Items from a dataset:
—————
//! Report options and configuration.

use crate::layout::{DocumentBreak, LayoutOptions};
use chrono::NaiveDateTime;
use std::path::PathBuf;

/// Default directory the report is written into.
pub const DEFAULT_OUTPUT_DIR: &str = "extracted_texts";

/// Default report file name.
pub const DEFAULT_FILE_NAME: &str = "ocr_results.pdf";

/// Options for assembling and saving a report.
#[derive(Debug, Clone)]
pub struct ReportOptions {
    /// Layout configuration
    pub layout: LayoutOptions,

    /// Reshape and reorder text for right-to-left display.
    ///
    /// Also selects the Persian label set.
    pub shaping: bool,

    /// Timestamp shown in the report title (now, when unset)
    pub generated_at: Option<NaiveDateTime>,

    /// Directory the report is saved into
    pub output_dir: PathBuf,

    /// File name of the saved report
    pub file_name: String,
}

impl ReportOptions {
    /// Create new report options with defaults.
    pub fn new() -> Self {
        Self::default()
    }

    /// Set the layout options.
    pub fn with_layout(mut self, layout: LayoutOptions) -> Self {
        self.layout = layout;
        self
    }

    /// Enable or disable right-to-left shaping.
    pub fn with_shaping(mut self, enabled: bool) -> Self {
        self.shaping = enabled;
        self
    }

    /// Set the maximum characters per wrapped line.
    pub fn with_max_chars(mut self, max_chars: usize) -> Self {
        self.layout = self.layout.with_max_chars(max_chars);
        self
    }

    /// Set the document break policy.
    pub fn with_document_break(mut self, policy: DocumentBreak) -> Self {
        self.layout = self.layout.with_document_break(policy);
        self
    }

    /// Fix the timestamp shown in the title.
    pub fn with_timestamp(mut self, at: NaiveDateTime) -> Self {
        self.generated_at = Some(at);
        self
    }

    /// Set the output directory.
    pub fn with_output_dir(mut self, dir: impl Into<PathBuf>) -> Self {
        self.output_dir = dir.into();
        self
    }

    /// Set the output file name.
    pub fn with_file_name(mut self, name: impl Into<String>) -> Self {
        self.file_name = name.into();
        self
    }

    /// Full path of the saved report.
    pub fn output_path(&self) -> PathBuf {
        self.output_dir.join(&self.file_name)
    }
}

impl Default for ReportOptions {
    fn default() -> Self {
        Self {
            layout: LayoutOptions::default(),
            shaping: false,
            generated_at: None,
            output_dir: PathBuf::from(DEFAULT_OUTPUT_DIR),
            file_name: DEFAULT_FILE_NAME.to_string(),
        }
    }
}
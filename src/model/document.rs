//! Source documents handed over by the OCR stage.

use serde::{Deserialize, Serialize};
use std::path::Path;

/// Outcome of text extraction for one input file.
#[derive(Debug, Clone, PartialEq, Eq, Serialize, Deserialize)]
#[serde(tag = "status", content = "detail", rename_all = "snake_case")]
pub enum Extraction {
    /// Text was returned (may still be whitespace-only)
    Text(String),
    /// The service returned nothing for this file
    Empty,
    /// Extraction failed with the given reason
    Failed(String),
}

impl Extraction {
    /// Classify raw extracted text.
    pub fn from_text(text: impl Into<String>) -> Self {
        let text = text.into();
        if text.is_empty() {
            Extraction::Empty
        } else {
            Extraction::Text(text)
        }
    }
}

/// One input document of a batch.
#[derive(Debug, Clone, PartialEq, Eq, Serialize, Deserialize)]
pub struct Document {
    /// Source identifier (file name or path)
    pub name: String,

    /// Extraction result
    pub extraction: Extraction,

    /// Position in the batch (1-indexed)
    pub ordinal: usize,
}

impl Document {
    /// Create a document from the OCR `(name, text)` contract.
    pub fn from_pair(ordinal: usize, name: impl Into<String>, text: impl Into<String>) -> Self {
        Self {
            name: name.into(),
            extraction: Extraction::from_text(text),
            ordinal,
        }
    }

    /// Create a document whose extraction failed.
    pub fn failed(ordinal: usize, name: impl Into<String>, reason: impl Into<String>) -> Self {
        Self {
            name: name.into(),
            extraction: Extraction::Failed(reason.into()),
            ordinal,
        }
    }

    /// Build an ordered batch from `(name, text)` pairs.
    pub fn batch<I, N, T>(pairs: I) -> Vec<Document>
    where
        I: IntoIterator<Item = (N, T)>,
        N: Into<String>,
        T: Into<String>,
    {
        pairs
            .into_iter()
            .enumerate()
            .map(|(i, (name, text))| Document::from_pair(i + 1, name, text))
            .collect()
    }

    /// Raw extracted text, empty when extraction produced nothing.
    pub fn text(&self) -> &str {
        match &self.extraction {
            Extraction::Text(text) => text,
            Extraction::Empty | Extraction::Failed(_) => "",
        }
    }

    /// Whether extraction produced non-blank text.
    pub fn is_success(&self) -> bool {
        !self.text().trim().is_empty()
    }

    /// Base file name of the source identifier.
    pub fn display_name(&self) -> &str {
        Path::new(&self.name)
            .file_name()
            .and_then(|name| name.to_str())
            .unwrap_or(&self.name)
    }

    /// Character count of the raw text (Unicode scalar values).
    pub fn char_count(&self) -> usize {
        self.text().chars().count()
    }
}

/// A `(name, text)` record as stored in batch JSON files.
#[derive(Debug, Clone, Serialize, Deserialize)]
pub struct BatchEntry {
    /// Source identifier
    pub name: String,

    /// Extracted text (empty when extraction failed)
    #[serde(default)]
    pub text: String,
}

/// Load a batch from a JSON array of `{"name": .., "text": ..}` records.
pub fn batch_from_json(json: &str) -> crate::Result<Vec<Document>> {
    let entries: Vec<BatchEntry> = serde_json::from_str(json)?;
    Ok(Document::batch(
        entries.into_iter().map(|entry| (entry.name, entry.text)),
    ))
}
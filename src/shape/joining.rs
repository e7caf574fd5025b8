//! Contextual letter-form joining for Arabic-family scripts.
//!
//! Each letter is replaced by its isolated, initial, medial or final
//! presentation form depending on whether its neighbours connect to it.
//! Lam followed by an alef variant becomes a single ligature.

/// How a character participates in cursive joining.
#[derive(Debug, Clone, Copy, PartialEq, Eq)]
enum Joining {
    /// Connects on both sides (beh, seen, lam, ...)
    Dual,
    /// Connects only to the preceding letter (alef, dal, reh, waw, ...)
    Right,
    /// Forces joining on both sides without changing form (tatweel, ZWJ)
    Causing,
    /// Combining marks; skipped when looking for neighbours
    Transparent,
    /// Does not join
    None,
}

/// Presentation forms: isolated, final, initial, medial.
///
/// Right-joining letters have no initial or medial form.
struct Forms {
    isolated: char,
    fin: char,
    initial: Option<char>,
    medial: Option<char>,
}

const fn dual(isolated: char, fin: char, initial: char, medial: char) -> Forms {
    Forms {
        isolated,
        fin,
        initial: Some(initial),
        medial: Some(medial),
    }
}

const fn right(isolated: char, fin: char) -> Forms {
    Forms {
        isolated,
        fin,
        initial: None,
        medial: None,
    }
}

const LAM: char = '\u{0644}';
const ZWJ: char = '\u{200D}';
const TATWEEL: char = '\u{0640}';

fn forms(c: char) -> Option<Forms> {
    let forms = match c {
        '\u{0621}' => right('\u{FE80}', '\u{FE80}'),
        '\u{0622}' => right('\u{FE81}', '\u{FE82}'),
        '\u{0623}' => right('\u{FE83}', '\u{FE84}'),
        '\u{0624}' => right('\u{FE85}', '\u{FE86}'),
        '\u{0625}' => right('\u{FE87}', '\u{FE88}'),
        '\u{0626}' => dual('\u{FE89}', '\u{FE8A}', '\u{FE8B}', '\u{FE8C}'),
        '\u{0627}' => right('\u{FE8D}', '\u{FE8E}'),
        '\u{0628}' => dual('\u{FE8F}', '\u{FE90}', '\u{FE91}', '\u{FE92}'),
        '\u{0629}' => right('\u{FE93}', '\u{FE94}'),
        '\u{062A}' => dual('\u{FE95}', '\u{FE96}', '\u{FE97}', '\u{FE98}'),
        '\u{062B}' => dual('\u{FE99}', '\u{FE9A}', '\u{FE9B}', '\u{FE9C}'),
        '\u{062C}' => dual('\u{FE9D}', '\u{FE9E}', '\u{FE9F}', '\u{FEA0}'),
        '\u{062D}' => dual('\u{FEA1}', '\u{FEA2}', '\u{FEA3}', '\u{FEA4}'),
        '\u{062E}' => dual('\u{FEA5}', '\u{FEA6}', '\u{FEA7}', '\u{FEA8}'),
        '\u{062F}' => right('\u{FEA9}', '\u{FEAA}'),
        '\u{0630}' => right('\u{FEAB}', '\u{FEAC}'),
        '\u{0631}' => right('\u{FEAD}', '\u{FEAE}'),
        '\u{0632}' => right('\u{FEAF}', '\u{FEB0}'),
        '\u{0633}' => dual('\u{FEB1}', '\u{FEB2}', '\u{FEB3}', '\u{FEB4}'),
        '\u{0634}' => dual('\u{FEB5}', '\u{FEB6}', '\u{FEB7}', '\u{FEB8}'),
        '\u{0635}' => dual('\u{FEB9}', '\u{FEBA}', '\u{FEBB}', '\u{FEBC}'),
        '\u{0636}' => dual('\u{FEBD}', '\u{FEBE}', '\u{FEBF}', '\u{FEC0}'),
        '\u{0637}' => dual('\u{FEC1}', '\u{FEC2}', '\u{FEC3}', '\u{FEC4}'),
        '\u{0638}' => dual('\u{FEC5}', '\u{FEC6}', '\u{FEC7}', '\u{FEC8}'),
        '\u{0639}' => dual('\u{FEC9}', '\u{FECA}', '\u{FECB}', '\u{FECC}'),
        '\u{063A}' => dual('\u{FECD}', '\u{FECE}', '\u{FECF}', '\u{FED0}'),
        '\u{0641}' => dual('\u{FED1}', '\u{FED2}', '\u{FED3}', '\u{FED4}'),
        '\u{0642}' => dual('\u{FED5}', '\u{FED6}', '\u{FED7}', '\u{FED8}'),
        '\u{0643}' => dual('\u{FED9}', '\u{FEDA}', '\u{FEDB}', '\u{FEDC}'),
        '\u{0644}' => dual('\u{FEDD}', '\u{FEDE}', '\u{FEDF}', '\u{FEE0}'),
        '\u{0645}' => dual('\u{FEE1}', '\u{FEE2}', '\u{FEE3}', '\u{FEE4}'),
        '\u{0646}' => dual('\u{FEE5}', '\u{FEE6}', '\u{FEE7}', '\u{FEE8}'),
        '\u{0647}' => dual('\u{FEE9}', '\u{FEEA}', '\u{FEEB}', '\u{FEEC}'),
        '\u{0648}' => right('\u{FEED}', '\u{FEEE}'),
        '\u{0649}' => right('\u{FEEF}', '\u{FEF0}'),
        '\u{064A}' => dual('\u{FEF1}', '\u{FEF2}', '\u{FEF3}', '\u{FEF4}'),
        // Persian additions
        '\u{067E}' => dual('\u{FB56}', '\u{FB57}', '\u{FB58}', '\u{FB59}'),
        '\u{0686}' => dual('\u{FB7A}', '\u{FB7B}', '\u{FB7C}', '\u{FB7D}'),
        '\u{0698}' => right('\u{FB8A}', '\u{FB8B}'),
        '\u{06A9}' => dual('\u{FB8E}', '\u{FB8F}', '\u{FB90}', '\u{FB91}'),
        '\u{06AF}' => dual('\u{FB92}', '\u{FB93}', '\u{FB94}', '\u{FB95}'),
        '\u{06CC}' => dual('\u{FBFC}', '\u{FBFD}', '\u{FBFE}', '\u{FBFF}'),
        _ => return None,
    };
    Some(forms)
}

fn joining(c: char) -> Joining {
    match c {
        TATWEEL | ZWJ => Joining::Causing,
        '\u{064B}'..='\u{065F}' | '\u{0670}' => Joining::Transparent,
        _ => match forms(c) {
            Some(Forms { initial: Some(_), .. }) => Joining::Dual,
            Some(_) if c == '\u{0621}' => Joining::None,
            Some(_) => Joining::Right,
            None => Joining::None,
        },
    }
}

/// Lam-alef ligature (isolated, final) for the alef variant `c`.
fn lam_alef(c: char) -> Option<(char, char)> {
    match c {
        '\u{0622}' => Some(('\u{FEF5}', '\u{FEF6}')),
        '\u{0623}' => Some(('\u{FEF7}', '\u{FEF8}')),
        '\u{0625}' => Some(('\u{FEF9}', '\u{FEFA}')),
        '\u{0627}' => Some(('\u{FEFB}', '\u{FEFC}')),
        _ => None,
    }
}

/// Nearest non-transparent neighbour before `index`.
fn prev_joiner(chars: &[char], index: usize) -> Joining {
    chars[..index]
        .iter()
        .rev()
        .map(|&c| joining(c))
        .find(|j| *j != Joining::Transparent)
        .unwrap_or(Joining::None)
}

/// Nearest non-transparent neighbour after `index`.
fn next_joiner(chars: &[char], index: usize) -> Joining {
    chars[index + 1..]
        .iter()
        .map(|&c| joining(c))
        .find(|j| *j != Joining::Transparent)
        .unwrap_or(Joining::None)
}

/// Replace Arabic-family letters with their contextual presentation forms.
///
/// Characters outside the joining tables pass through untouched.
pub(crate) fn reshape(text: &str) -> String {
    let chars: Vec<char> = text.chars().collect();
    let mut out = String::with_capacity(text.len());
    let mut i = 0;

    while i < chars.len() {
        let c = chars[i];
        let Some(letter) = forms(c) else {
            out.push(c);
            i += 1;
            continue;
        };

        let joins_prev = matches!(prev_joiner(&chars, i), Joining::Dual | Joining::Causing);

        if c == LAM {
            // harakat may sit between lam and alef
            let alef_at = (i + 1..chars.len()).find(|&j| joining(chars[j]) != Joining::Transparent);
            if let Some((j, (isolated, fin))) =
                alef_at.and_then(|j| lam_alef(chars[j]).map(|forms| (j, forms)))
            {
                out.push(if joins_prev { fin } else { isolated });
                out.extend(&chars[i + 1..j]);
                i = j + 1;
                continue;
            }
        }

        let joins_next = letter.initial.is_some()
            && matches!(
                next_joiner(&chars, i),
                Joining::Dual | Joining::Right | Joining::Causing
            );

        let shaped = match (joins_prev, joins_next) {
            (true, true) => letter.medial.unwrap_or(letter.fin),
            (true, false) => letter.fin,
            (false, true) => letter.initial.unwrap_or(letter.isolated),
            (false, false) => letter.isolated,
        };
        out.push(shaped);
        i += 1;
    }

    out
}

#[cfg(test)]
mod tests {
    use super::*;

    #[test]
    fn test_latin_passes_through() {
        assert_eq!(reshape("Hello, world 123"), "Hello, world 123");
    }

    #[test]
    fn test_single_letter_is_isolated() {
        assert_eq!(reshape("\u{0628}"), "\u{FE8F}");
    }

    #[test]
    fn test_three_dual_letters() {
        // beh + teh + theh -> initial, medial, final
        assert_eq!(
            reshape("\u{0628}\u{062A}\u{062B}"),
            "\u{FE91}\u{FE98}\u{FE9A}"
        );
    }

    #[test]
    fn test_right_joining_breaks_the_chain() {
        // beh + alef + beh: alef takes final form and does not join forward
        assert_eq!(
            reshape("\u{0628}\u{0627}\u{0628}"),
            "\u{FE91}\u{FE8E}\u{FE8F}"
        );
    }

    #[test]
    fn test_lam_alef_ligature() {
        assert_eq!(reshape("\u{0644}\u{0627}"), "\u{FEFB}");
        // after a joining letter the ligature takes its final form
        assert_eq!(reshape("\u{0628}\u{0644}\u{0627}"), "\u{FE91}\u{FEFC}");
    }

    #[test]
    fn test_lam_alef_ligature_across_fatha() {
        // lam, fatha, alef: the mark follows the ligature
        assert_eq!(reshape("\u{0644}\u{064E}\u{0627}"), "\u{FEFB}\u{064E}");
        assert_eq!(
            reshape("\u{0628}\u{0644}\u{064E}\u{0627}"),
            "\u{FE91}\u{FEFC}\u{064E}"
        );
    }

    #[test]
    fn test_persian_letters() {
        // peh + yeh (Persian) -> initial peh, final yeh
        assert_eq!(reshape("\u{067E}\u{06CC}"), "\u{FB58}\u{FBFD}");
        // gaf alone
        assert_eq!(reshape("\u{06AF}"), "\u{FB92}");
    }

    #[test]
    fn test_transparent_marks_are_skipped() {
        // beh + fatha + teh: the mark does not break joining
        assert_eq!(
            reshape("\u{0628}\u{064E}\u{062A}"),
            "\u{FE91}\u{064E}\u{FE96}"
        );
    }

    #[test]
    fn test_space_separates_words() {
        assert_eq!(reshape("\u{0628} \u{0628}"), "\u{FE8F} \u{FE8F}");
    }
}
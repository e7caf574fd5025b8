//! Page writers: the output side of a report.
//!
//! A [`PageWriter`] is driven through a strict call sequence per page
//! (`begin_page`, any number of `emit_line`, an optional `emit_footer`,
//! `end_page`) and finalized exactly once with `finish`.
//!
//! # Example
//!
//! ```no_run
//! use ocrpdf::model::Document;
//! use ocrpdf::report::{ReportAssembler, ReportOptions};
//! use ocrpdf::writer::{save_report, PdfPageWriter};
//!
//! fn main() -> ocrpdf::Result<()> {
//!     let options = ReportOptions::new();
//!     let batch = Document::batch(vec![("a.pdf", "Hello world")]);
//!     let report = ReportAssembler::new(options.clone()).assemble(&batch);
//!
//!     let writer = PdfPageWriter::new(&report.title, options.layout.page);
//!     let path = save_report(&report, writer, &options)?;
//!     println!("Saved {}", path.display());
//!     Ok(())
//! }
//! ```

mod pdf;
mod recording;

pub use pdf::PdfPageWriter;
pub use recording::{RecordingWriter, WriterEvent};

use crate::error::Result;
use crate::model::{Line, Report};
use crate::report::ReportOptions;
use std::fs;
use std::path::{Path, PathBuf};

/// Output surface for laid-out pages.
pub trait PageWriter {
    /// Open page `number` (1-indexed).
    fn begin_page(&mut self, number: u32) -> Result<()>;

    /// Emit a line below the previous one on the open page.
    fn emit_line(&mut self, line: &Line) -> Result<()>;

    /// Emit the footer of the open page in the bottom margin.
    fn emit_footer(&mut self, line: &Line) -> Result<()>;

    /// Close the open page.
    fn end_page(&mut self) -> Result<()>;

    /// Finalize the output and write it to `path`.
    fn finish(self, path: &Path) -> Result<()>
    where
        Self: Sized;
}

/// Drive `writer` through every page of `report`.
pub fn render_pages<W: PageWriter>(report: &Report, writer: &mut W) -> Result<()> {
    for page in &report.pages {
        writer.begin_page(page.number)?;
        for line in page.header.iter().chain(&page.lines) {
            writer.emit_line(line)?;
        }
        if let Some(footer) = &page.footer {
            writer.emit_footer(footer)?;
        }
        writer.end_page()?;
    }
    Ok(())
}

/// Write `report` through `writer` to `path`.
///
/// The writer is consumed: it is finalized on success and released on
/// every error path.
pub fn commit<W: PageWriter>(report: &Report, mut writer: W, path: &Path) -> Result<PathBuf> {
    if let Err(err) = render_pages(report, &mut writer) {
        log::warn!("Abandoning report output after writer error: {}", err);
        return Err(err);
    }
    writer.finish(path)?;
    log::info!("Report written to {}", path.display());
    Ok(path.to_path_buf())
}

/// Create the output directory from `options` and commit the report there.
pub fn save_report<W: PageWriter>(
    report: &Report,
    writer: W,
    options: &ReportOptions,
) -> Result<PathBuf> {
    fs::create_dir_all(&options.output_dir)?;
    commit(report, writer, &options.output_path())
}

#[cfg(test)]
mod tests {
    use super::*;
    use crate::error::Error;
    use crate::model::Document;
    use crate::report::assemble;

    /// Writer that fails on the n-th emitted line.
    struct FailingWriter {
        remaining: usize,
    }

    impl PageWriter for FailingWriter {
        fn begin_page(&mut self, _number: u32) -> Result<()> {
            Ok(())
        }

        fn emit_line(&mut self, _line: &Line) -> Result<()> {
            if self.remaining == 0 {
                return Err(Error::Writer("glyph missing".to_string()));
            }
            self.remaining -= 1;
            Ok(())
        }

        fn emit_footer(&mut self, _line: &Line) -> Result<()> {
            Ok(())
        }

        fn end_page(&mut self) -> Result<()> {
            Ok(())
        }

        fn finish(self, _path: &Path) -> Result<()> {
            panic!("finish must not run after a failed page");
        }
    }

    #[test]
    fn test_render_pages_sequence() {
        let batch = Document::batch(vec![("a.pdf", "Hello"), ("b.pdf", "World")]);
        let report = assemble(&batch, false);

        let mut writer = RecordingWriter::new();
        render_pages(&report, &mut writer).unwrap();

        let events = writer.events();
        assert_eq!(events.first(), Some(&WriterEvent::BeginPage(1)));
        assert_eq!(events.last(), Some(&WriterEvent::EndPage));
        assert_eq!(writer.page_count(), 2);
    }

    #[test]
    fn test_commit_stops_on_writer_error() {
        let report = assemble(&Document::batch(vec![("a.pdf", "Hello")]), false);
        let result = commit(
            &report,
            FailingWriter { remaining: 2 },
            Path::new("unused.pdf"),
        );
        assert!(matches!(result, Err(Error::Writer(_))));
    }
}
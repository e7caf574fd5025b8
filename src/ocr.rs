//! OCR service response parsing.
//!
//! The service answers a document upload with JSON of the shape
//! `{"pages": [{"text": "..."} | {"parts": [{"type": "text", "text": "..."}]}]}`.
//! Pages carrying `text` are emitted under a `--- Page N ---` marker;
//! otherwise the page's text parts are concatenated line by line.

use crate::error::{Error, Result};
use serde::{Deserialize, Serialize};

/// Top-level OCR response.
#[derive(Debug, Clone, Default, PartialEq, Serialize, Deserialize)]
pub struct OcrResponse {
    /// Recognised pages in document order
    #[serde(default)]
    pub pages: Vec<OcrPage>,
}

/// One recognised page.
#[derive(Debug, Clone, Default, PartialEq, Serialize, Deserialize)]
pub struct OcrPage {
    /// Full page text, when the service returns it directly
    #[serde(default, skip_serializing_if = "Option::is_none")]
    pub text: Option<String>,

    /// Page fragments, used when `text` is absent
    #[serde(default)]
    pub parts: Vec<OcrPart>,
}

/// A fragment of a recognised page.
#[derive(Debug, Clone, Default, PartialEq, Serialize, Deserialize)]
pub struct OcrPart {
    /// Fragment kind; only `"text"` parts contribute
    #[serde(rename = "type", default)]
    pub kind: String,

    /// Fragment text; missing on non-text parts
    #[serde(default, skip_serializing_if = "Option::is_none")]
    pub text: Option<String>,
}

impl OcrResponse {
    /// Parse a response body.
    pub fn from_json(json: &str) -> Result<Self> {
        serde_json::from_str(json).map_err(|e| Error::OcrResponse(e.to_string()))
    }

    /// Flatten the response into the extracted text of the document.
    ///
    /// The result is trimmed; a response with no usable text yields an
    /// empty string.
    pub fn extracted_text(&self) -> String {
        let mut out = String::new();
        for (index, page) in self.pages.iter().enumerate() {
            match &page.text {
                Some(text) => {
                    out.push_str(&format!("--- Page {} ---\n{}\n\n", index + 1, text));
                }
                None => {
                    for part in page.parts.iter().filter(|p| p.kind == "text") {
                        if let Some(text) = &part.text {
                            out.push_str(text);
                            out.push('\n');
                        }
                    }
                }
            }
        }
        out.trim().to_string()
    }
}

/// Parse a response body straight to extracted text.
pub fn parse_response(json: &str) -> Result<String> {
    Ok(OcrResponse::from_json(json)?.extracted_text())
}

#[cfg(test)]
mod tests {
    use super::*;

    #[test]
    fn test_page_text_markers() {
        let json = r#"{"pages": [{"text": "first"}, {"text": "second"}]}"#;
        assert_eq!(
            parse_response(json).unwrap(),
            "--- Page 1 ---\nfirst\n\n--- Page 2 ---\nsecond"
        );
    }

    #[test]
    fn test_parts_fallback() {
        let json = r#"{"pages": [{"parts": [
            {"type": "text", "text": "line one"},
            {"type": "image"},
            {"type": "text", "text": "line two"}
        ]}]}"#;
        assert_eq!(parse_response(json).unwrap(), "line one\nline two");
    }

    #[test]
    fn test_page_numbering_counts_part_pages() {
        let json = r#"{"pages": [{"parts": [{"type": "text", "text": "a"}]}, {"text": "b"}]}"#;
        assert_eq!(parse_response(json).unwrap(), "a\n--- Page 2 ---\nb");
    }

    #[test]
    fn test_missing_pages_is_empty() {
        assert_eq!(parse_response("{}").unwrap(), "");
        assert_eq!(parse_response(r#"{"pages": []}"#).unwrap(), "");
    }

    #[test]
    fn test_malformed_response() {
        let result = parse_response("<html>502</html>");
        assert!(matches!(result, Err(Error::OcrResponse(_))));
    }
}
—————
### Activity
Show all lines from the data above in which the word "enumerate" appears.

### Response below
            .enumerate()
        for (index, page) in self.pages.iter().enumerate() {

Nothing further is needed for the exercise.